__What is needed__. Count the lines below holding "usize" and answer with that number only.

__Records provided__.
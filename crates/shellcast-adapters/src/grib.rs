//! Minimal GRIB2 section walker.
//!
//! Only the pieces needed to pick threshold bands out of probabilistic
//! precipitation products are decoded: the field ordinal of every product
//! definition section and, for probability templates 4.5 and 4.9, the upper
//! limit of the probability interval.

use thiserror::Error;

const INDICATOR_LEN: usize = 16;
const END_MARKER: &[u8; 4] = b"7777";

/// Product templates 4.5 and 4.9 share the probability block layout.
const PROBABILITY_TEMPLATES: [u16; 2] = [5, 9];
/// 0-based offsets inside section 4 (octets 43 and 44-47).
const UPPER_SCALE_FACTOR_AT: usize = 42;
const UPPER_SCALED_VALUE_AT: usize = 43;

#[derive(Debug, Error, PartialEq, Eq)]
pub enum GribError {
    #[error("message at byte {offset} does not start with GRIB")]
    NotGrib { offset: usize },
    #[error("unsupported GRIB edition {edition}")]
    UnsupportedEdition { edition: u8 },
    #[error("truncated GRIB message at byte {offset}")]
    Truncated { offset: usize },
    #[error("GRIB section at byte {offset} has invalid length {length}")]
    BadSection { offset: usize, length: u32 },
}

#[derive(Debug, Clone, PartialEq)]
pub struct BandInfo {
    /// 1-based ordinal of the field across the whole file.
    pub index: usize,
    pub template: u16,
    /// Upper probability limit in millimetres, when the template carries one
    /// and it is not flagged missing.
    pub upper_limit_mm: Option<f64>,
}

/// Walk every message in `bytes` and describe each product definition.
pub fn scan_bands(bytes: &[u8]) -> Result<Vec<BandInfo>, GribError> {
    let mut bands = Vec::new();
    let mut offset = 0;

    while offset < bytes.len() {
        // Trailing padding after the last message is tolerated.
        if bytes[offset..].iter().all(|b| *b == 0) {
            break;
        }
        let message_len = read_indicator(bytes, offset)?;
        let message_end = offset
            .checked_add(message_len)
            .filter(|end| *end <= bytes.len())
            .ok_or(GribError::Truncated { offset })?;

        let mut cursor = offset + INDICATOR_LEN;
        while cursor < message_end {
            if bytes.get(cursor..cursor + 4) == Some(END_MARKER.as_slice()) {
                break;
            }
            let header = bytes
                .get(cursor..cursor + 5)
                .ok_or(GribError::Truncated { offset: cursor })?;
            let length = u32::from_be_bytes([header[0], header[1], header[2], header[3]]);
            let number = header[4];
            let section_end = cursor
                .checked_add(length as usize)
                .filter(|end| length >= 5 && *end <= message_end)
                .ok_or(GribError::BadSection { offset: cursor, length })?;

            if number == 4 {
                let section = &bytes[cursor..section_end];
                bands.push(describe_product(section, bands.len() + 1));
            }
            cursor = section_end;
        }
        offset = message_end;
    }

    Ok(bands)
}

fn read_indicator(bytes: &[u8], offset: usize) -> Result<usize, GribError> {
    let section = bytes
        .get(offset..offset + INDICATOR_LEN)
        .ok_or(GribError::Truncated { offset })?;
    if &section[..4] != b"GRIB" {
        return Err(GribError::NotGrib { offset });
    }
    if section[7] != 2 {
        return Err(GribError::UnsupportedEdition {
            edition: section[7],
        });
    }
    let mut len = [0u8; 8];
    len.copy_from_slice(&section[8..16]);
    usize::try_from(u64::from_be_bytes(len)).map_err(|_| GribError::Truncated { offset })
}

fn describe_product(section: &[u8], index: usize) -> BandInfo {
    let template = section
        .get(7..9)
        .map(|b| u16::from_be_bytes([b[0], b[1]]))
        .unwrap_or(u16::MAX);

    let upper_limit_mm = if PROBABILITY_TEMPLATES.contains(&template) {
        upper_limit(section)
    } else {
        None
    };

    BandInfo {
        index,
        template,
        upper_limit_mm,
    }
}

fn upper_limit(section: &[u8]) -> Option<f64> {
    let scale_raw = *section.get(UPPER_SCALE_FACTOR_AT)?;
    let value_raw = section.get(UPPER_SCALED_VALUE_AT..UPPER_SCALED_VALUE_AT + 4)?;
    if scale_raw == 0xFF && value_raw.iter().all(|b| *b == 0xFF) {
        return None;
    }
    let scale = sign_magnitude_i8(scale_raw);
    let value = sign_magnitude_i32([value_raw[0], value_raw[1], value_raw[2], value_raw[3]]);
    Some(f64::from(value) * 10f64.powi(-i32::from(scale)))
}

/// GRIB2 encodes negative integers with a sign bit, not two's complement.
fn sign_magnitude_i8(raw: u8) -> i8 {
    let magnitude = (raw & 0x7F) as i8;
    if raw & 0x80 != 0 {
        -magnitude
    } else {
        magnitude
    }
}

fn sign_magnitude_i32(raw: [u8; 4]) -> i32 {
    let bits = u32::from_be_bytes(raw);
    let magnitude = (bits & 0x7FFF_FFFF) as i32;
    if bits & 0x8000_0000 != 0 {
        -magnitude
    } else {
        magnitude
    }
}

/// Synthetic messages for tests elsewhere in the workspace.
pub mod testing {
    /// One GRIB2 message with a probability product section per entry of
    /// `upper_limits`, each given as `(scale_factor, scaled_value)`.
    /// `None` writes the missing-value pattern.
    pub fn probability_message(template: u16, upper_limits: &[Option<(i8, i32)>]) -> Vec<u8> {
        let mut body = Vec::new();
        // Section 1 with an arbitrary 21-byte identification block.
        push_section(&mut body, 1, &[0u8; 16]);
        for limit in upper_limits {
            let mut pds = vec![0u8; 58 - 5];
            // Octets 6-7: number of coordinate values; 8-9: template number.
            pds[2..4].copy_from_slice(&template.to_be_bytes());
            match limit {
                Some((scale, value)) => {
                    pds[42 - 5] = encode_i8(*scale);
                    pds[43 - 5..47 - 5].copy_from_slice(&encode_i32(*value));
                }
                None => {
                    pds[42 - 5..47 - 5].copy_from_slice(&[0xFF; 5]);
                }
            }
            push_section(&mut body, 4, &pds);
        }

        let total = 16 + body.len() + 4;
        let mut out = Vec::with_capacity(total);
        out.extend_from_slice(b"GRIB");
        out.extend_from_slice(&[0, 0, 0, 2]);
        out.extend_from_slice(&(total as u64).to_be_bytes());
        out.extend_from_slice(&body);
        out.extend_from_slice(b"7777");
        out
    }

    fn push_section(out: &mut Vec<u8>, number: u8, payload: &[u8]) {
        let len = (payload.len() + 5) as u32;
        out.extend_from_slice(&len.to_be_bytes());
        out.push(number);
        out.extend_from_slice(payload);
    }

    fn encode_i8(value: i8) -> u8 {
        if value < 0 {
            0x80 | value.unsigned_abs()
        } else {
            value as u8
        }
    }

    fn encode_i32(value: i32) -> [u8; 4] {
        let bits = if value < 0 {
            0x8000_0000 | value.unsigned_abs()
        } else {
            value as u32
        };
        bits.to_be_bytes()
    }
}

#[cfg(test)]
mod tests {
    use super::testing::probability_message;
    use super::*;

    #[test]
    fn reads_upper_limits_in_field_order() {
        // 25.4 mm, 50.8 mm, missing.
        let bytes = probability_message(9, &[Some((1, 254)), Some((1, 508)), None]);
        let bands = scan_bands(&bytes).expect("scan");
        assert_eq!(bands.len(), 3);
        assert_eq!(bands[0].index, 1);
        assert!((bands[0].upper_limit_mm.expect("limit") - 25.4).abs() < 1e-9);
        assert!((bands[1].upper_limit_mm.expect("limit") - 50.8).abs() < 1e-9);
        assert_eq!(bands[2].upper_limit_mm, None);
    }

    #[test]
    fn negative_scale_factors_multiply() {
        let bytes = probability_message(5, &[Some((-1, 3))]);
        let bands = scan_bands(&bytes).expect("scan");
        assert!((bands[0].upper_limit_mm.expect("limit") - 30.0).abs() < 1e-9);
    }

    #[test]
    fn non_probability_templates_have_no_limit() {
        let bytes = probability_message(0, &[Some((1, 254))]);
        let bands = scan_bands(&bytes).expect("scan");
        assert_eq!(bands[0].upper_limit_mm, None);
    }

    #[test]
    fn band_ordinals_continue_across_messages() {
        let mut bytes = probability_message(9, &[Some((1, 254))]);
        bytes.extend(probability_message(9, &[Some((1, 508)), Some((1, 762))]));
        let bands = scan_bands(&bytes).expect("scan");
        let indices: Vec<_> = bands.iter().map(|b| b.index).collect();
        assert_eq!(indices, vec![1, 2, 3]);
    }

    #[test]
    fn rejects_other_formats() {
        assert_eq!(
            scan_bands(b"II*\0 not a grib file"),
            Err(GribError::NotGrib { offset: 0 })
        );
        let mut edition_one = probability_message(9, &[]);
        edition_one[7] = 1;
        assert_eq!(
            scan_bands(&edition_one),
            Err(GribError::UnsupportedEdition { edition: 1 })
        );
        let full = probability_message(9, &[Some((1, 254))]);
        assert!(matches!(
            scan_bands(&full[..full.len() - 10]),
            Err(GribError::Truncated { .. })
        ));
    }
}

__Your solution__. 11